A general spmatrix object can be thought of as a triplet description of a sparse matrix, i.e., a list of entries of the matrix, with for each entry the value, row index, and column index. Entries that are not included in the list are assumed to be zero. For example, the sparse matrix

    ⌊                 ⌋
       0    2  0 0  3
    ||  2    0  0 0  0 ||
A = ⌈ - 1 - 2  0 4  0 ⌉
       0    0  1 0  0
(6.1)

has the triplet description

(2,1,0),   (- 1,2,0),    (2,0,1),   (- 2,2,1),   (1,3,2),   (4,2,3),    (3,0,4).

The list may include entries with a zero value, so triplet descriptions are not necessarily unique. The list

(2,1,0),   (- 1,2,0),    (0,3,0),   (2,0,1),    (- 2,2,1),  (1,3,2),    (4,2,3),    (3,0,4)

is another triplet description of the same matrix.

An spmatrix object corresponds to a particular triplet description of a sparse matrix. We will refer to the entries in the triplet description as the nonzero entries of the object, even though they may have a numerical value zero.

Two functions are provided to create sparse matrices. The first, spmatrix(), constructs a sparse matrix from a triplet description.

spmatrix(x, I, J[, size[, tc]])

I and J are sequences of integers (lists, tuples, array arrays, xrange objects, …) or integer matrices (matrix objects with typecode ’i’), containing the row and column indices of the nonzero entries. The lengths of I and J must be equal. If they are matrices, they are treated as lists of indices stored in column-major order, i.e., as lists list(I), respectively, list(J).

size is a tuple of nonnegative integers with the row and column dimensions of the matrix. The size argument is only needed when creating a matrix with a zero last row or last column. If size is not specified, it is determined from I and J: the default value for size[0] is max(I)+1 if I is nonempty and zero otherwise. The default value for size[1] is max(J)+1 if J is nonempty and zero otherwise.

tc is the typecode, ’d’ or ’z’, for double and complex matrices, respectively. Integer sparse matrices are not implemented.

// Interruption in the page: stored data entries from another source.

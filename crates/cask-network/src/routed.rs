//! The routed network driver.
//!
//! Creates a veth pair, injects a host route for the container's address
//! towards the host end, and moves the peer into the container's network
//! namespace. The container side later renames and configures the peer and
//! installs its default route. No NAT is involved; traffic is plain routing.

use std::sync::Arc;

use serde::{Deserialize, Serialize};

use cask_common::id::random_hex;
use cask_common::{CaskError, CaskResult, CommandRunner};

use crate::link::LinkOp;

/// A container's routed network endpoint.
#[derive(Debug, Clone, Serialize, Deserialize)]
pub struct NetworkEndpoint {
    /// Host-side veth interface name.
    pub host_iface_name: String,
    /// Interface name inside the container.
    pub container_iface_name: String,
    /// MTU applied to both ends.
    pub mtu: u32,
    /// Container address in CIDR form (e.g. `10.0.0.5/24`).
    pub address_cidr: String,
    /// Optional fixed MAC address for the container end.
    pub mac_address: Option<String>,
    /// TX queue length for the veth pair.
    pub tx_queue_len: u32,
    /// Temporary peer name, assigned during creation.
    pub temp_peer_name: String,
    /// Source CIDRs allowed to reach the container; `None` disables
    /// ingress filtering entirely.
    pub ingress_allowed: Option<Vec<String>>,
}

impl NetworkEndpoint {
    /// Create an endpoint description with the common defaults.
    #[must_use]
    pub fn new(
        host_iface_name: impl Into<String>,
        container_iface_name: impl Into<String>,
        address_cidr: impl Into<String>,
    ) -> Self {
        Self {
            host_iface_name: host_iface_name.into(),
            container_iface_name: container_iface_name.into(),
            mtu: 1500,
            address_cidr: address_cidr.into(),
            mac_address: None,
            tx_queue_len: 0,
            temp_peer_name: String::new(),
            ingress_allowed: None,
        }
    }
}

/// Generate a unique temporary peer name (`veth` + 7 hex chars).
#[must_use]
pub fn temp_peer_name() -> String {
    format!("veth{}", random_hex(7))
}

/// Host- and container-side operations for routed endpoints.
pub struct RoutedDriver {
    runner: Arc<dyn CommandRunner>,
}

impl RoutedDriver {
    /// Create the driver.
    #[must_use]
    pub fn new(runner: Arc<dyn CommandRunner>) -> Self {
        Self { runner }
    }

    /// Host-side creation, run before the container's init is unblocked.
    ///
    /// Creates the veth pair, configures and brings up the host end,
    /// installs the host route for the container address, and moves the
    /// temporary peer into the namespace of `container_pid`. On any failure
    /// after the pair exists, both ends are removed before returning.
    pub fn create(&self, endpoint: &mut NetworkEndpoint, container_pid: u32) -> CaskResult<()> {
        endpoint.temp_peer_name = temp_peer_name();
        tracing::debug!(
            host = %endpoint.host_iface_name,
            peer = %endpoint.temp_peer_name,
            pid = container_pid,
            "Creating routed endpoint"
        );

        LinkOp::AddVethPair {
            name: endpoint.host_iface_name.clone(),
            peer: endpoint.temp_peer_name.clone(),
            tx_queue_len: endpoint.tx_queue_len,
        }
        .execute(self.runner.as_ref())?;

        if let Err(err) = self.configure_host_side(endpoint, container_pid) {
            // The pair exists; never leave it half-configured behind.
            LinkOp::Delete {
                iface: endpoint.host_iface_name.clone(),
            }
            .execute_best_effort(self.runner.as_ref());
            LinkOp::Delete {
                iface: endpoint.temp_peer_name.clone(),
            }
            .execute_best_effort(self.runner.as_ref());
            return Err(err);
        }

        tracing::info!(
            host = %endpoint.host_iface_name,
            address = %endpoint.address_cidr,
            "Routed endpoint created"
        );
        Ok(())
    }

    fn configure_host_side(
        &self,
        endpoint: &NetworkEndpoint,
        container_pid: u32,
    ) -> CaskResult<()> {
        let runner = self.runner.as_ref();

        LinkOp::SetMtu {
            iface: endpoint.host_iface_name.clone(),
            mtu: endpoint.mtu,
        }
        .execute(runner)?;

        LinkOp::SetUp {
            iface: endpoint.host_iface_name.clone(),
        }
        .execute(runner)?;

        LinkOp::AddRoute {
            dest: endpoint.address_cidr.clone(),
            iface: endpoint.host_iface_name.clone(),
        }
        .execute(runner)?;

        LinkOp::SetNamespace {
            iface: endpoint.temp_peer_name.clone(),
            pid: container_pid,
        }
        .execute(runner)
    }

    /// Container-side initialization, run inside the network namespace.
    ///
    /// Renames the temporary peer to its configured name, applies MAC,
    /// address and MTU, brings it up and installs the default route.
    pub fn initialize(&self, endpoint: &NetworkEndpoint) -> CaskResult<()> {
        if endpoint.temp_peer_name.is_empty() {
            return Err(CaskError::Network {
                message: "veth peer is not specified".to_string(),
            });
        }
        let runner = self.runner.as_ref();
        let name = endpoint.container_iface_name.clone();

        LinkOp::SetDown {
            iface: endpoint.temp_peer_name.clone(),
        }
        .execute(runner)?;

        LinkOp::Rename {
            iface: endpoint.temp_peer_name.clone(),
            to: name.clone(),
        }
        .execute(runner)?;

        if let Some(mac) = &endpoint.mac_address {
            LinkOp::SetMac {
                iface: name.clone(),
                mac: mac.clone(),
            }
            .execute(runner)?;
        }

        LinkOp::AddAddress {
            iface: name.clone(),
            cidr: endpoint.address_cidr.clone(),
        }
        .execute(runner)?;

        LinkOp::SetMtu {
            iface: name.clone(),
            mtu: endpoint.mtu,
        }
        .execute(runner)?;

        LinkOp::SetUp {
            iface: name.clone(),
        }
        .execute(runner)?;

        LinkOp::AddDefaultRoute { iface: name }.execute(runner)
    }

    /// Tear down the host side of an endpoint.
    ///
    /// Deleting the host end removes the peer and the host route with it;
    /// a vanished interface is tolerated.
    pub fn delete(&self, endpoint: &NetworkEndpoint) {
        LinkOp::Delete {
            iface: endpoint.host_iface_name.clone(),
        }
        .execute_best_effort(self.runner.as_ref());
    }
}

#[cfg(test)]
mod tests {
    use super::*;
    use cask_common::{ScriptedRunner, ToolOutput};

    fn endpoint() -> NetworkEndpoint {
        let mut endpoint = NetworkEndpoint::new("vethA", "eth0", "10.0.0.5/24");
        endpoint.mtu = 1500;
        endpoint.tx_queue_len = 1000;
        endpoint
    }

    #[test]
    fn temp_peer_name_format() {
        let name = temp_peer_name();
        assert_eq!(name.len(), 11);
        assert!(name.starts_with("veth"));
        assert!(name[4..].chars().all(|c| c.is_ascii_hexdigit()));
        assert_ne!(temp_peer_name(), temp_peer_name());
    }

    #[test]
    fn create_runs_host_side_sequence() {
        let runner = Arc::new(ScriptedRunner::new());
        let driver = RoutedDriver::new(runner.clone());
        let mut endpoint = endpoint();

        driver.create(&mut endpoint, 4242).unwrap();
        let peer = endpoint.temp_peer_name.clone();
        assert!(peer.starts_with("veth"));

        let lines = runner.command_lines();
        assert_eq!(
            lines,
            vec![
                format!("ip link add vethA txqueuelen 1000 type veth peer name {peer}"),
                "ip link set vethA mtu 1500".to_string(),
                "ip link set vethA up".to_string(),
                "ip route add 10.0.0.5/24 dev vethA".to_string(),
                format!("ip link set {peer} netns 4242"),
            ]
        );
    }

    #[test]
    fn mtu_failure_deletes_both_ends() {
        let runner = Arc::new(ScriptedRunner::new());
        runner.push(ToolOutput::ok("")); // veth add
        runner.push(ToolOutput::fail(2, "mtu rejected")); // set mtu

        let driver = RoutedDriver::new(runner.clone());
        let mut endpoint = endpoint();
        let err = driver.create(&mut endpoint, 4242).unwrap_err();
        assert!(err.to_string().contains("mtu rejected"));

        let peer = endpoint.temp_peer_name.clone();
        let lines = runner.command_lines();
        assert_eq!(lines[2], "ip link del vethA");
        assert_eq!(lines[3], format!("ip link del {peer}"));
    }

    #[test]
    fn veth_creation_failure_does_not_delete() {
        let runner = Arc::new(ScriptedRunner::new());
        runner.push(ToolOutput::fail(2, "File exists"));

        let driver = RoutedDriver::new(runner.clone());
        let mut endpoint = endpoint();
        assert!(driver.create(&mut endpoint, 4242).is_err());
        assert_eq!(runner.command_lines().len(), 1);
    }

    #[test]
    fn initialize_configures_container_side() {
        let runner = Arc::new(ScriptedRunner::new());
        let driver = RoutedDriver::new(runner.clone());

        let mut endpoint = endpoint();
        endpoint.temp_peer_name = "veth0abc123".to_string();
        endpoint.mac_address = Some("aa:bb:cc:dd:ee:ff".to_string());

        driver.initialize(&endpoint).unwrap();
        let lines = runner.command_lines();
        assert_eq!(
            lines,
            vec![
                "ip link set veth0abc123 down",
                "ip link set veth0abc123 name eth0",
                "ip link set eth0 address aa:bb:cc:dd:ee:ff",
                "ip addr add 10.0.0.5/24 dev eth0",
                "ip link set eth0 mtu 1500",
                "ip link set eth0 up",
                "ip route add default dev eth0",
            ]
        );
    }

    #[test]
    fn initialize_without_peer_fails() {
        let runner = Arc::new(ScriptedRunner::new());
        let driver = RoutedDriver::new(runner);
        let endpoint = endpoint();
        assert!(driver.initialize(&endpoint).is_err());
    }
}
//! Random identifier generation.

/// Generate `len` random lowercase hex characters from a UUID v4.
///
/// Used for anonymous volume names and temporary interface names.
#[must_use]
pub fn random_hex(len: usize) -> String {
    let uuid = uuid::Uuid::new_v4();
    let mut hex = hex::encode(uuid.as_bytes());
    hex.truncate(len.min(32));
    hex
}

x can be a number, a sequence of numbers, or a dense matrix. This argument specifies the numerical values of the nonzero entries.

If I and J contain repeated entries, the corresponding values of the coefficients are added.

The function sparse() constructs a sparse matrix from a block-matrix description.

sparse(x[, tc])

tc is the typecode, ’d’ or ’z’, for double and complex matrices, respectively.

x can be a matrix, spmatrix, or a list of lists of matrices (matrix or spmatrix objects) and numbers (Python integer, float or complex).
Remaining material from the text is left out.